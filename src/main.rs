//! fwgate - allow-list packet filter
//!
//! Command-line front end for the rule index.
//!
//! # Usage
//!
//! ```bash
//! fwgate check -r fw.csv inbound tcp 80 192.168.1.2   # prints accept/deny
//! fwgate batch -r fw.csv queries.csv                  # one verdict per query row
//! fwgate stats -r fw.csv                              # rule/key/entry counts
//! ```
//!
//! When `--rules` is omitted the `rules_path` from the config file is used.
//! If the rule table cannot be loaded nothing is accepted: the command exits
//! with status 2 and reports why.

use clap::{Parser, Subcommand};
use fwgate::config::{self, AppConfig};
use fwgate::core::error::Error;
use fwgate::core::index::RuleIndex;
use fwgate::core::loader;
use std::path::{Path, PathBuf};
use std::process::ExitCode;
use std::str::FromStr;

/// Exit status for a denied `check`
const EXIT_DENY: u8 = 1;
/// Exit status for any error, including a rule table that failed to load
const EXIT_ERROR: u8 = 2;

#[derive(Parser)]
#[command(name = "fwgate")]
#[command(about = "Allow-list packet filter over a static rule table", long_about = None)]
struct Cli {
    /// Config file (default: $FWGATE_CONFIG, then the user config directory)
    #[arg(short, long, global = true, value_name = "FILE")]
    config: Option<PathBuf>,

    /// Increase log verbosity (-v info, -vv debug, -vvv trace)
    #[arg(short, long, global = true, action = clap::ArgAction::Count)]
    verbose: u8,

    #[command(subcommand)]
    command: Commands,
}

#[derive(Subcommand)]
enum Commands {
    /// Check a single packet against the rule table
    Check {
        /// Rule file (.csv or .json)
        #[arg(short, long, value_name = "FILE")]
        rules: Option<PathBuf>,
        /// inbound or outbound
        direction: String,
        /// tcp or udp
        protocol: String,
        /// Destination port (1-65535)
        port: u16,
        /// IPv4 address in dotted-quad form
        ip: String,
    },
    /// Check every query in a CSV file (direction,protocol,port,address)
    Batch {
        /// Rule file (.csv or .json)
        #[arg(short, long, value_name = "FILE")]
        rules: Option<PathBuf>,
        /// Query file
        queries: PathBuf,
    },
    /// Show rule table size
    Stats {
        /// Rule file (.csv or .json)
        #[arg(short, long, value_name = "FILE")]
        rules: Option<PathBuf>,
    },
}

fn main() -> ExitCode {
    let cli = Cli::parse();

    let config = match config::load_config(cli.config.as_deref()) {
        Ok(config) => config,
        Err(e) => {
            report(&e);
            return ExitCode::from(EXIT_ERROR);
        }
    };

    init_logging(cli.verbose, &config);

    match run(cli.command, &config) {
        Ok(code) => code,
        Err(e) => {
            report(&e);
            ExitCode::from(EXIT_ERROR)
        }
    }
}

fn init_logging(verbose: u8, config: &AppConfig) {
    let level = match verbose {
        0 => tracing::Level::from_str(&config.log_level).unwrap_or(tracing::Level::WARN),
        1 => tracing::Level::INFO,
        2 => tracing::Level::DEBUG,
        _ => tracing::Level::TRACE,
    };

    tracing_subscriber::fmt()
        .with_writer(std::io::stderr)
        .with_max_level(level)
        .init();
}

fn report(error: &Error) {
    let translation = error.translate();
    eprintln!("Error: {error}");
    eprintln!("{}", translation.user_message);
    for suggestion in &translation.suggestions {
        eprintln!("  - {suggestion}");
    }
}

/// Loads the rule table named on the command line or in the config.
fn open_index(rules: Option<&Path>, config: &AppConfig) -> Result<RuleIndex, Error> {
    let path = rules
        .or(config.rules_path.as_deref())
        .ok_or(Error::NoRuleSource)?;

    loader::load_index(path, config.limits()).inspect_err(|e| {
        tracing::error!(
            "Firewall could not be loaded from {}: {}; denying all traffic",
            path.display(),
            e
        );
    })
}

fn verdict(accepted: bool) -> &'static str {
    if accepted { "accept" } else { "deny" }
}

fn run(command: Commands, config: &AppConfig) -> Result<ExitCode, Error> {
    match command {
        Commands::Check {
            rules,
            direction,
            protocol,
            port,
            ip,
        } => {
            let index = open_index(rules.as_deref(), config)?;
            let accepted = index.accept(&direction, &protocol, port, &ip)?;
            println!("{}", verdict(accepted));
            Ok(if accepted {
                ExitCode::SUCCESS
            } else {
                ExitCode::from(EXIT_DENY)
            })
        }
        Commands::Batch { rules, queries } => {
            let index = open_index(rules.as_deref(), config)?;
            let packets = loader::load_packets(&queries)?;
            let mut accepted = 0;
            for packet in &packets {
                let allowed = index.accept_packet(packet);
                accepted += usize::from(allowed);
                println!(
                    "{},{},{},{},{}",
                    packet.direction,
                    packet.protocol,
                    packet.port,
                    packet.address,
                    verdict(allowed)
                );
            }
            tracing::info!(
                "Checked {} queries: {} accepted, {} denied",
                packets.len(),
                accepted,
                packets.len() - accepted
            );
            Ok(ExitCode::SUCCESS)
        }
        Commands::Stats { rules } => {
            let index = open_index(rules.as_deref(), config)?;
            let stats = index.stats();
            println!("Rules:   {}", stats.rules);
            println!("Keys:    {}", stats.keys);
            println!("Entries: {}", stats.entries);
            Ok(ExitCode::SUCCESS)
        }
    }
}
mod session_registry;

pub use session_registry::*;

★ ★ ★ ★ ★

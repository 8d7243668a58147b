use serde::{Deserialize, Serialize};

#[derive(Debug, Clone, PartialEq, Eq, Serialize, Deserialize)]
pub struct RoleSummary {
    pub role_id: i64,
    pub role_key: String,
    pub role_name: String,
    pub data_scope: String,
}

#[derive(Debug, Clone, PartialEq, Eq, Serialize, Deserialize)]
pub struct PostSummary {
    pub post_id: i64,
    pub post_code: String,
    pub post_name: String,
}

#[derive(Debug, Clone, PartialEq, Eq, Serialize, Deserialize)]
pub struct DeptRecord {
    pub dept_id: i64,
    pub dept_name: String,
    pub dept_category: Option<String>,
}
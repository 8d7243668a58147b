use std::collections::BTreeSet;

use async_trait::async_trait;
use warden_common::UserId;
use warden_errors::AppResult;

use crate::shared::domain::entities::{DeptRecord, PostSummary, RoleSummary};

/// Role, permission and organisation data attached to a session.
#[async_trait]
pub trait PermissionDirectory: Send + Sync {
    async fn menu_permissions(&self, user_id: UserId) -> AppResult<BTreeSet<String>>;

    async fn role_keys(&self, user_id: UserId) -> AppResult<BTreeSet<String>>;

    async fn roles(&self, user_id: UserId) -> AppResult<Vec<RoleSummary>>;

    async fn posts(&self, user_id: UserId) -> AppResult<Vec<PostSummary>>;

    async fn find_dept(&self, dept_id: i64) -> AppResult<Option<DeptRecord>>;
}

★ ★ ★ ★ ★

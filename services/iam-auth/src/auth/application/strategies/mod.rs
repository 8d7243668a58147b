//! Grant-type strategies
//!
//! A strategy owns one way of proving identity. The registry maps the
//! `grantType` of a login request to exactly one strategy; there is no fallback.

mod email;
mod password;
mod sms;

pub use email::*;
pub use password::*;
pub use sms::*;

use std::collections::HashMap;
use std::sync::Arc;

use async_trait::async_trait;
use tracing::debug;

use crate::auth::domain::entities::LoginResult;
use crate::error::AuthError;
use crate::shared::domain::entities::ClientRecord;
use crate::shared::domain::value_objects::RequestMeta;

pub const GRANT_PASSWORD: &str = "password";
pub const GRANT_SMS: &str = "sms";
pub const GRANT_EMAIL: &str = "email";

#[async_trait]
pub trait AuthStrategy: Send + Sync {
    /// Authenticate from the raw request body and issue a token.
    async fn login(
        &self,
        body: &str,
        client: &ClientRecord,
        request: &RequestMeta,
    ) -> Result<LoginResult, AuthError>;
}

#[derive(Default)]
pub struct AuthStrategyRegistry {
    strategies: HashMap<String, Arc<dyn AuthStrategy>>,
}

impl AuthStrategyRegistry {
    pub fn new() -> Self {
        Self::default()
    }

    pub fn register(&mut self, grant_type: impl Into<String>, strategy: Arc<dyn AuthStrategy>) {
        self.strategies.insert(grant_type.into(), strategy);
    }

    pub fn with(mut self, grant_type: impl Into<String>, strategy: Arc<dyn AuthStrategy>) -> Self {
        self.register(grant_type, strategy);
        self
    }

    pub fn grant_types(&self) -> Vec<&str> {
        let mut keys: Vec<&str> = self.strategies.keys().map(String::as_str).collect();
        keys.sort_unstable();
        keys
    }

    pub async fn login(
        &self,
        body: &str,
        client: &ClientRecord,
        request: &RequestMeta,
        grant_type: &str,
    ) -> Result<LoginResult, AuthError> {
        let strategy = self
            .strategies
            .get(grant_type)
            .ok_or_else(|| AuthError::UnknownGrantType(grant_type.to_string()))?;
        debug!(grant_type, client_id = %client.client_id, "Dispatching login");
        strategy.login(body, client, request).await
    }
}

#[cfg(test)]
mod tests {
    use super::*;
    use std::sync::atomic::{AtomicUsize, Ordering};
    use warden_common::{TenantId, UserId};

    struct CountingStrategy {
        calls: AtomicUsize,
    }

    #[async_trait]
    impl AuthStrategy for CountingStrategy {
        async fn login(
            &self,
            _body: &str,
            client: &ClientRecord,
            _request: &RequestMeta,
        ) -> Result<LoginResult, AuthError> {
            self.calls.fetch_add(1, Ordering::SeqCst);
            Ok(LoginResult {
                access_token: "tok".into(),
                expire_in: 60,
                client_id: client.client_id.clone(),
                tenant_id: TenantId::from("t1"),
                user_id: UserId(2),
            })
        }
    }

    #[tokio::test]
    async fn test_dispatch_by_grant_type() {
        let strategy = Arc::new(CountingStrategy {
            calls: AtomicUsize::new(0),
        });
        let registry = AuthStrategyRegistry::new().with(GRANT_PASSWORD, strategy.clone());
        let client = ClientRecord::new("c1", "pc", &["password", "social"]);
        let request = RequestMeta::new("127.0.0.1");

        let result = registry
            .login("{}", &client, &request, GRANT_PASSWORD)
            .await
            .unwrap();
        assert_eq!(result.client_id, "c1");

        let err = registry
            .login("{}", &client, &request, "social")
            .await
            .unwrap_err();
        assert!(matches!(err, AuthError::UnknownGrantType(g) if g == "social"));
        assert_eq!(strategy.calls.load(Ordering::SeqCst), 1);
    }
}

★ ★ ★ ★ ★

## Problem statement
What you return must be the lines above that run from the line with "filename src/main.rs" to the line with "use fwgate::core::index::RuleIndex;", inclusive, each copied exactly.

## Response box
filename src/main.rs
//! fwgate - allow-list packet filter
//!
//! Command-line front end for the rule index.
//!
//! # Usage
//!
//! ```bash
//! fwgate check -r fw.csv inbound tcp 80 192.168.1.2   # prints accept/deny
//! fwgate batch -r fw.csv queries.csv                  # one verdict per query row
//! fwgate stats -r fw.csv                              # rule/key/entry counts
//! ```
//!
//! When `--rules` is omitted the `rules_path` from the config file is used.
//! If the rule table cannot be loaded nothing is accepted: the command exits
//! with status 2 and reports why.

use clap::{Parser, Subcommand};
use fwgate::config::{self, AppConfig};
use fwgate::core::error::Error;
use fwgate::core::index::RuleIndex;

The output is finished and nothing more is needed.